EXERCISE AIM — Could you print exactly the lines of the listing below, starting at the line that has "that were rewritten" and ending at the line that has "fs::create_dir(dst).map_err(io_err(dst))?;", and only those lines?

EXERCISE INPUTS —
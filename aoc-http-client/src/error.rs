//! Error types for the AOC HTTP client

use thiserror::Error;

/// Errors that can occur when using the AOC HTTP client
#[derive(Error, Debug)]
pub enum AocError {
    /// HTTP request failed
    #[error("HTTP request failed: {0}")]
    Request(#[from] reqwest::Error),

    /// Invalid HTTP status code received
    #[error("Invalid HTTP status: {status}")]
    InvalidStatus {
        /// The status code that was received
        status: reqwest::StatusCode,
    },

    /// Failed to decode response as UTF-8
    #[error("Failed to decode response as UTF-8")]
    Encoding,

    /// Client initialization failed
    #[error("Client initialization failed: {0}")]
    ClientInit(String),

    /// Every attempt allowed by the retry policy failed
    #[error("Timed out after {attempts} attempt(s): {last}")]
    RetriesExhausted {
        /// Number of requests that were made
        attempts: u32,
        /// Error from the final attempt
        #[source]
        last: Box<AocError>,
    },
}

impl AocError {
    /// Whether trying the same request again could succeed.
    ///
    /// Transport failures and error statuses count: inputs answer with an
    /// error until the puzzle unlocks.
    pub fn is_transient(&self) -> bool {
        matches!(self, AocError::Request(_) | AocError::InvalidStatus { .. })
    }
}
//! Advent of Code Support Library
//!
//! Small helpers shared by puzzle solutions that work on 2-D text grids.
//!
//! # Overview
//!
//! - [`Coord`] and [`Direction`]: integer grid positions and the four
//!   orthogonal moves, with clockwise/counterclockwise/opposite rotations
//! - Grid parsers: [`parse_digit_grid`], [`parse_marker_grid`],
//!   [`parse_char_grid`], plus [`walk`] and the `adjacent_*` neighbour helpers
//! - Number parsers: [`parse_integers`], [`parse_csv_integers`],
//!   [`extract_integers`]
//! - [`render_marker_grid`] to draw a coordinate set back as text
//! - [`Timer`] / [`timing`] to report how long a block took on stderr
//!
//! # Quick Example
//!
//! ```
//! use aoc_support::{Coord, Direction, parse_digit_grid, walk};
//!
//! let grid = parse_digit_grid("30373\n25512\n").unwrap();
//! let east: Vec<u8> = walk(&grid, Coord::new(0, 0), Direction::Right)
//!     .map(|(_, &h)| h)
//!     .collect();
//! assert_eq!(east, vec![0, 3, 7, 3]);
//! ```

mod coord;
mod direction;
mod error;
mod grid;
mod input;
mod numbers;
mod render;
mod timing;

pub use coord::Coord;
pub use direction::Direction;
pub use error::{InputError, ParseError};
pub use grid::{adjacent_4, adjacent_8, parse_char_grid, parse_digit_grid, parse_marker_grid, walk};
pub use input::{DEFAULT_INPUT, read_input};
pub use numbers::{extract_integers, parse_csv_integers, parse_integers};
pub use render::render_marker_grid;
pub use timing::{Timer, format_elapsed, timing};
use anyhow::Context;
use aoc_support::{Coord, Direction, ParseError};
use std::collections::HashSet;

fn parse_moves(input: &str) -> anyhow::Result<Vec<(Direction, u32)>> {
    input
        .lines()
        .enumerate()
        .map(|(idx, line)| -> anyhow::Result<(Direction, u32)> {
            let (letter, amount) = line
                .split_once(' ')
                .ok_or_else(|| {
                    ParseError::InvalidFormat(format!(
                        "(line {}) expected '<direction> <steps>'",
                        idx + 1
                    ))
                })?;
            let direction = letter.parse::<Direction>()?;
            let amount = amount
                .parse()
                .with_context(|| format!("(line {}) bad step count {:?}", idx + 1, amount))?;
            Ok((direction, amount))
        })
        .collect()
}

/// Pull `knot` one step toward `leader` unless they already touch
fn follow(knot: Coord, leader: Coord) -> Coord {
    if knot.chebyshev(leader) <= 1 {
        return knot;
    }
    let mut next = knot;
    match (leader.x - knot.x).signum() {
        1 => next = Direction::Right.step(next, 1),
        -1 => next = Direction::Left.step(next, 1),
        _ => {}
    }
    match (leader.y - knot.y).signum() {
        1 => next = Direction::Down.step(next, 1),
        -1 => next = Direction::Up.step(next, 1),
        _ => {}
    }
    next
}

fn tail_positions(input: &str, knots: usize) -> anyhow::Result<usize> {
    let moves = parse_moves(input)?;
    let mut rope = vec![Coord::default(); knots];
    let mut seen = HashSet::from([Coord::default()]);

    for (direction, amount) in moves {
        for _ in 0..amount {
            rope[0] = direction.step(rope[0], 1);
            for i in 1..rope.len() {
                rope[i] = follow(rope[i], rope[i - 1]);
            }
            if let Some(&tail) = rope.last() {
                seen.insert(tail);
            }
        }
    }
    Ok(seen.len())
}

pub fn part1(input: &str) -> anyhow::Result<String> {
    Ok(tail_positions(input, 2)?.to_string())
}

pub fn part2(input: &str) -> anyhow::Result<String> {
    Ok(tail_positions(input, 10)?.to_string())
}
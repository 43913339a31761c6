use anyhow::anyhow;
use aoc_support::{Coord, Direction, ParseError, extract_integers};
use itertools::Itertools;
use std::collections::HashSet;

const SOURCE: Coord = Coord::new(500, 0);

fn parse_rocks(input: &str) -> anyhow::Result<HashSet<Coord>> {
    let mut rocks = HashSet::new();
    for line in input.lines().filter(|l| !l.trim().is_empty()) {
        let numbers = extract_integers(line)?;
        if numbers.len() % 2 != 0 {
            return Err(ParseError::InvalidFormat(format!("odd number of values in {:?}", line)).into());
        }
        let points: Vec<Coord> = numbers
            .into_iter()
            .tuples::<(i64, i64)>()
            .map(Coord::from)
            .collect();
        for (a, b) in points.into_iter().tuple_windows() {
            for x in a.x.min(b.x)..=a.x.max(b.x) {
                for y in a.y.min(b.y)..=a.y.max(b.y) {
                    rocks.insert(Coord::new(x, y));
                }
            }
        }
    }
    Ok(rocks)
}

/// Units of sand that come to rest before the source is buried, with an
/// endless floor two rows below the lowest rock
pub fn part2(input: &str) -> anyhow::Result<String> {
    let mut blocked = parse_rocks(input)?;
    let lowest = blocked
        .iter()
        .map(|c| c.y)
        .max()
        .ok_or_else(|| anyhow!("no rock paths in input"))?;
    let resting_row = lowest + 1;

    let mut units = 0usize;
    while !blocked.contains(&SOURCE) {
        let mut pos = SOURCE;
        loop {
            if pos.y == resting_row {
                break;
            }
            let below = Direction::Down.step(pos, 1);
            let candidates = [
                below,
                Direction::Left.step(below, 1),
                Direction::Right.step(below, 1),
            ];
            match candidates.into_iter().find(|c| !blocked.contains(c)) {
                Some(next) => pos = next,
                None => break,
            }
        }
        blocked.insert(pos);
        units += 1;
    }
    Ok(units.to_string())
}
//! Creating the next day directory from a template

use crate::error::ScaffoldError;
use regex::Regex;
use std::fs;
use std::path::{Path, PathBuf};
use std::sync::LazyLock;

/// Marker that keeps the template's sample test from running
pub const TEMPLATE_MARKER: &str = r#"#[ignore = "template"]"#;

/// What the marker becomes in a fresh day, ready to uncomment once solved
pub const SOLVED_MARKER: &str = r#"// #[ignore = "solved"]"#;

static DAY_NUMBER: LazyLock<Regex> =
    LazyLock::new(|| Regex::new(r"\d+").expect("day number pattern is valid"));

/// Where the day folders live and what to rewrite in a new one
#[derive(Debug, Clone)]
pub struct Scaffold {
    pub root: PathBuf,
    pub template: String,
    pub entry_file: PathBuf,
    pub run_configs: PathBuf,
}

/// Outcome of [`Scaffold::create_next`]
#[derive(Debug, Clone, PartialEq, Eq)]
pub struct NewDay {
    /// Directory name of the previous last day
    pub last_day: String,
    /// Directory name of the day just created
    pub name: String,
    /// Full path of the day just created
    pub path: PathBuf,
    /// Run configuration files that were rewritten
    pub edited_run_configs: Vec<PathBuf>,
}

fn io_err(path: &Path) -> impl FnOnce(std::io::Error) -> ScaffoldError + '_ {
    move |source| ScaffoldError::Io {
        path: path.to_path_buf(),
        source,
    }
}

/// Recursively copy `src` into a new directory `dst`
fn copy_dir_all(src: &Path, dst: &Path) -> Result<(), ScaffoldError> {
    fs::create_dir(dst).map_err(io_err(dst))?;
    for entry in fs::read_dir(src).map_err(io_err(src))? {
        let entry = entry.map_err(io_err(src))?;
        let from = entry.path();
        let to = dst.join(entry.file_name());
        if entry.file_type().map_err(io_err(&from))?.is_dir() {
            copy_dir_all(&from, &to)?;
        } else {
            fs::copy(&from, &to).map_err(io_err(&from))?;
        }
    }
    Ok(())
}

/// Replace every occurrence of `from` with `to` in a text file.
///
/// Returns whether the file changed.
fn rewrite_file(path: &Path, from: &str, to: &str) -> Result<bool, ScaffoldError> {
    let contents = fs::read_to_string(path).map_err(io_err(path))?;
    if !contents.contains(from) {
        return Ok(false);
    }
    fs::write(path, contents.replace(from, to)).map_err(io_err(path))?;
    Ok(true)
}

impl Scaffold {
    /// Name of the lexicographically last `day*` directory under the root
    pub fn last_day(&self) -> Result<String, ScaffoldError> {
        let mut last: Option<String> = None;
        for entry in fs::read_dir(&self.root).map_err(io_err(&self.root))? {
            let entry = entry.map_err(io_err(&self.root))?;
            let Ok(name) = entry.file_name().into_string() else {
                continue;
            };
            if name.starts_with("day") && entry.path().is_dir() {
                last = last.max(Some(name));
            }
        }
        last.ok_or_else(|| ScaffoldError::NoDays(self.root.clone()))
    }

    /// Name of the day after `last_day`, e.g. `day07` -> `day08`
    pub fn next_day_name(last_day: &str) -> Result<String, ScaffoldError> {
        let number: u32 = DAY_NUMBER
            .find(last_day)
            .and_then(|m| m.as_str().parse().ok())
            .ok_or_else(|| ScaffoldError::NoDayNumber(last_day.to_string()))?;
        Ok(format!("day{:02}", number + 1))
    }

    /// Copy the template into the next day and point run configurations at it.
    ///
    /// A day directory that fails halfway is removed again, so a retry
    /// targets the same day.
    pub fn create_next(&self) -> Result<NewDay, ScaffoldError> {
        let template = self.root.join(&self.template);
        if !template.is_dir() {
            return Err(ScaffoldError::MissingTemplate(template));
        }
        let template_entry = template.join(&self.entry_file);
        if !template_entry.is_file() {
            return Err(ScaffoldError::MissingEntryFile(template_entry));
        }

        let last_day = self.last_day()?;
        let name = Self::next_day_name(&last_day)?;
        let path = self.root.join(&name);
        if path.exists() {
            return Err(ScaffoldError::AlreadyExists(path));
        }
        tracing::debug!(%last_day, new_day = %name, "creating day from template");

        let edited_run_configs = match self.fill_day(&template, &path, &last_day, &name) {
            Ok(edited) => edited,
            Err(e) => {
                if let Err(cleanup) = fs::remove_dir_all(&path) {
                    tracing::warn!(path = %path.display(), %cleanup, "could not remove partial day");
                }
                return Err(e);
            }
        };

        Ok(NewDay {
            last_day,
            name,
            path,
            edited_run_configs,
        })
    }

    /// Copy and rewrite everything for a new day at `path`
    fn fill_day(
        &self,
        template: &Path,
        path: &Path,
        last_day: &str,
        name: &str,
    ) -> Result<Vec<PathBuf>, ScaffoldError> {
        copy_dir_all(template, path)?;
        rewrite_file(&path.join(&self.entry_file), TEMPLATE_MARKER, SOLVED_MARKER)?;

        let mut edited_run_configs = Vec::new();
        let run_dir = self.root.join(&self.run_configs);
        if !run_dir.is_dir() {
            tracing::debug!(dir = %run_dir.display(), "no run configurations to edit");
            return Ok(edited_run_configs);
        }

        let mut files: Vec<PathBuf> = fs::read_dir(&run_dir)
            .map_err(io_err(&run_dir))?
            .map(|entry| entry.map(|e| e.path()).map_err(io_err(&run_dir)))
            .collect::<Result<_, _>>()?;
        files.sort();
        for file in files.into_iter().filter(|f| f.is_file()) {
            if rewrite_file(&file, last_day, name)? {
                edited_run_configs.push(file);
            }
        }
        Ok(edited_run_configs)
    }
}

#[cfg(test)]
mod tests {
    use super::*;
    use tempfile::TempDir;

    const TEMPLATE_PART1: &str = r#"pub fn part1(input: &str) -> usize {
    input.len()
}

#[test]
#[ignore = "template"]
fn test_part1() {
    assert_eq!(part1(""), 1);
}
"#;

    fn scaffold(root: &Path) -> Scaffold {
        Scaffold {
            root: root.to_path_buf(),
            template: "day00".to_string(),
            entry_file: PathBuf::from("src/part1.rs"),
            run_configs: PathBuf::from(".run"),
        }
    }

    fn setup() -> TempDir {
        let temp = TempDir::new().unwrap();
        let src = temp.path().join("day00").join("src");
        fs::create_dir_all(&src).unwrap();
        fs::write(src.join("part1.rs"), TEMPLATE_PART1).unwrap();
        fs::write(temp.path().join("day00").join("Cargo.toml"), "[package]\n").unwrap();
        temp
    }

    #[test]
    fn test_next_day_name() {
        assert_eq!(Scaffold::next_day_name("day00").unwrap(), "day01");
        assert_eq!(Scaffold::next_day_name("day09").unwrap(), "day10");
        assert_eq!(Scaffold::next_day_name("day24").unwrap(), "day25");
        assert!(matches!(
            Scaffold::next_day_name("days"),
            Err(ScaffoldError::NoDayNumber(_))
        ));
    }

    #[test]
    fn test_first_day_from_template() {
        let temp = setup();
        let created = scaffold(temp.path()).create_next().unwrap();

        assert_eq!(created.last_day, "day00");
        assert_eq!(created.name, "day01");
        assert!(created.path.join("Cargo.toml").is_file());

        let part1 = fs::read_to_string(created.path.join("src/part1.rs")).unwrap();
        assert!(part1.contains(SOLVED_MARKER));
        assert!(!part1.contains(&format!("\n{}", TEMPLATE_MARKER)));

        // The template itself is untouched
        let template = fs::read_to_string(temp.path().join("day00/src/part1.rs")).unwrap();
        assert_eq!(template, TEMPLATE_PART1);
    }

    #[test]
    fn test_continues_after_last_day_and_edits_run_configs() {
        let temp = setup();
        fs::create_dir(temp.path().join("day07")).unwrap();
        fs::create_dir(temp.path().join("notes")).unwrap();
        fs::write(temp.path().join("day99.txt"), "not a directory").unwrap();

        let run = temp.path().join(".run");
        fs::create_dir(&run).unwrap();
        fs::write(run.join("part1.xml"), "<option value=\"day07/src/part1.rs\"/>").unwrap();
        fs::write(run.join("other.xml"), "<option value=\"unrelated\"/>").unwrap();

        let created = scaffold(temp.path()).create_next().unwrap();
        assert_eq!(created.last_day, "day07");
        assert_eq!(created.name, "day08");
        assert_eq!(created.edited_run_configs, vec![run.join("part1.xml")]);
        assert_eq!(
            fs::read_to_string(run.join("part1.xml")).unwrap(),
            "<option value=\"day08/src/part1.rs\"/>"
        );
    }

    #[test]
    fn test_template_without_entry_file_leaves_no_day() {
        let temp = setup();
        fs::remove_file(temp.path().join("day00/src/part1.rs")).unwrap();
        let s = scaffold(temp.path());

        for _ in 0..2 {
            let err = s.create_next().unwrap_err();
            assert!(matches!(err, ScaffoldError::MissingEntryFile(_)));
            assert!(!temp.path().join("day01").exists());
        }
        assert!(!temp.path().join("day02").exists());
        assert_eq!(s.last_day().unwrap(), "day00");
    }

    #[test]
    fn test_failed_run_config_rewrite_removes_partial_day() {
        let temp = setup();
        let run = temp.path().join(".run");
        fs::create_dir(&run).unwrap();
        // Not UTF-8, so reading it as text fails after the day was copied
        fs::write(run.join("broken.xml"), [0xff, 0xfe, 0x00]).unwrap();

        let err = scaffold(temp.path()).create_next().unwrap_err();
        assert!(matches!(err, ScaffoldError::Io { .. }));
        assert!(!temp.path().join("day01").exists());
    }

    #[test]
    fn test_missing_template() {
        let temp = TempDir::new().unwrap();
        let err = scaffold(temp.path()).create_next().unwrap_err();
        assert!(matches!(err, ScaffoldError::MissingTemplate(_)));
    }

    #[test]
    fn test_repeated_runs_keep_counting() {
        let temp = setup();
        let s = scaffold(temp.path());
        s.create_next().unwrap();
        assert_eq!(s.create_next().unwrap().name, "day02");
        assert_eq!(s.last_day().unwrap(), "day02");
    }

    #[test]
    fn test_existing_target_is_not_overwritten() {
        let temp = setup();
        fs::write(temp.path().join("day01"), "in the way").unwrap();
        let err = scaffold(temp.path()).create_next().unwrap_err();
        assert!(matches!(err, ScaffoldError::AlreadyExists(_)));
        assert_eq!(
            fs::read_to_string(temp.path().join("day01")).unwrap(),
            "in the way"
        );
    }
}
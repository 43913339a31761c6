use aoc_support::{Coord, Direction, parse_digit_grid, walk};
use std::collections::HashMap;

fn visible_from_outside(grid: &HashMap<Coord, u8>, pos: Coord, height: u8) -> bool {
    Direction::ALL
        .into_iter()
        .any(|d| walk(grid, pos, d).all(|(_, &h)| h < height))
}

/// Trees seen before the view is blocked, the blocking tree included
fn viewing_distance(grid: &HashMap<Coord, u8>, pos: Coord, height: u8, d: Direction) -> usize {
    let mut seen = 0;
    for (_, &h) in walk(grid, pos, d) {
        seen += 1;
        if h >= height {
            break;
        }
    }
    seen
}

pub fn part1(input: &str) -> anyhow::Result<String> {
    let grid = parse_digit_grid(input)?;
    let visible = grid
        .iter()
        .filter(|&(&pos, &height)| visible_from_outside(&grid, pos, height))
        .count();
    Ok(visible.to_string())
}

pub fn part2(input: &str) -> anyhow::Result<String> {
    let grid = parse_digit_grid(input)?;
    let best = grid
        .iter()
        .map(|(&pos, &height)| {
            Direction::ALL
                .into_iter()
                .map(|d| viewing_distance(&grid, pos, height, d))
                .product::<usize>()
        })
        .max()
        .unwrap_or(0);
    Ok(best.to_string())
}
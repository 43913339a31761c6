//! Integer grid coordinates

use std::fmt;

/// A cell on an unbounded integer grid.
///
/// `x` is the column and `y` the row; rows grow downward, matching the order
/// in which puzzle text is read.
#[derive(Debug, Clone, Copy, Default, PartialEq, Eq, Hash, PartialOrd, Ord)]
pub struct Coord {
    pub x: i64,
    pub y: i64,
}

impl Coord {
    /// Create a coordinate from its column and row
    pub const fn new(x: i64, y: i64) -> Self {
        Self { x, y }
    }

    /// Chebyshev distance, the number of king moves between two cells
    pub fn chebyshev(self, other: Coord) -> i64 {
        (self.x - other.x).abs().max((self.y - other.y).abs())
    }

    /// Manhattan distance
    pub fn manhattan(self, other: Coord) -> i64 {
        (self.x - other.x).abs() + (self.y - other.y).abs()
    }
}

impl From<(i64, i64)> for Coord {
    fn from((x, y): (i64, i64)) -> Self {
        Self { x, y }
    }
}

impl From<Coord> for (i64, i64) {
    fn from(coord: Coord) -> Self {
        (coord.x, coord.y)
    }
}

impl fmt::Display for Coord {
    fn fmt(&self, f: &mut fmt::Formatter<'_>) -> fmt::Result {
        write!(f, "({}, {})", self.x, self.y)
    }
}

YOUR SOLUTION —
    /// Run configuration files that were rewritten
    pub edited_run_configs: Vec<PathBuf>,
}

fn io_err(path: &Path) -> impl FnOnce(std::io::Error) -> ScaffoldError + '_ {
    move |source| ScaffoldError::Io {
        path: path.to_path_buf(),
        source,
    }
}

/// Recursively copy `src` into a new directory `dst`
fn copy_dir_all(src: &Path, dst: &Path) -> Result<(), ScaffoldError> {
    fs::create_dir(dst).map_err(io_err(dst))?;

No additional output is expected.